Al celebrar la Eucaristía, la Iglesia responde al mandato de la palabra de Dios, que hemos escuchado también hoy en la primera lectura, decía Moisés al pueblo elegido: «Recuerda... No sea que te olvides…"» (Dt 8, 2. 14).

¿Cómo olvidar las hazañas del Señor? “¡Que se me paralice la mano derecha, que se me pegue la lengua la paladar, si me olvido de ti Jerusalén!”, dice el Salmo 136, y nosotros lo aplicamos hoy al Señor. Si me olvido de tus misericordias, Señor, de tu amor manifestado en tu entrega hasta la muerte y memorial de nuestra salvación, que se me paralice el corazón.

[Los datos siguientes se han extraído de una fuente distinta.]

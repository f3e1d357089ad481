//! Pages module
//! Full-page views for the form application

pub mod form;
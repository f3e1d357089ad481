//! Labeled text input widget
//!
//! A field label stacked over a styled text input. Generic over the
//! message type so it stays free of application wiring.

use iced::widget::{Space, column, text, text_input};
use iced::Element;

use crate::ui::theme;

/// Build a label + input pair
///
/// `on_submit` is delivered when Enter is pressed inside the input;
/// pass `None` for fields where Enter should do nothing.
pub fn labeled_input<'a, Message>(
    label: &str,
    placeholder: &str,
    value: &str,
    on_input: impl Fn(String) -> Message + 'a,
    on_submit: Option<Message>,
) -> Element<'a, Message>
where
    Message: Clone + 'a,
{
    let label_widget = text(label.to_string())
        .size(16)
        .style(|theme| text::Style {
            color: Some(theme::field_label(theme)),
        })
        .font(iced::Font {
            weight: theme::MEDIUM_WEIGHT,
            ..Default::default()
        });

    let mut input = text_input(placeholder, value)
        .on_input(on_input)
        .padding(10)
        .size(16)
        .style(theme::form_input);
    if let Some(message) = on_submit {
        input = input.on_submit(message);
    }

    column![label_widget, Space::new().height(5), input].into()
}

Hoy fijamos la mirada en Jesús Eucaristía. No nos cabe la menor duda de que nuestro pueblo necesita la Eucaristía. Pero, ¿es posible esto sin sacerdotes que renueven el misterio eucarístico? Le pediremos al Buen Pastor, Jesús Eucaristía, que al pasar hoy por nuestro vecindario, nuestras calles, con nuestra modesta procesión, no deje de mirar los corazones de nuestros jóvenes, los que están aquí y los que están lejos, para que si alguno siente en su interior la llamada del Señor a entregarse totalmente a él para amarlo "con corazón indiviso", no se deje paralizar por la duda o el miedo. Y pronuncie con valentía su «sí», sin reservas, fiándose de Aquel que es fiel en todas sus promesas.

San Juan Crisóstomo, un Padre de la Iglesia de Antioquia del siglo IV dejó escrito: «Cuántos dicen ahora: "¡Quisiera ver su forma, su figura, sus vestidos, su calzado!" Pues he ahí que a Él ves, a Él tocas, a Él comes. Tú deseas ver sus vestidos; pero Él se te da a sí mismo, no sólo para que lo veas, sino para que lo toques y lo comas, y le recibas dentro de ti. Nadie, pues, se acerque con desconfianza, nadie con tibieza: todos encendidos, todos fervorosos y vigilantes» (Homilías sobre el evangelio de San Mateo, 82, 4 (PG 58, 743).

Hoy le decimos al Señor con nuestra fe y amor: «Te adoramos, oh verdadero Cuerpo nacido de la Virgen María». Te adoramos, santo Redentor nuestro, que te encarnaste en el seno purísimo de la Virgen María. Te damos gracias, Señor, por tu presencia eucarística en el mundo. Amén.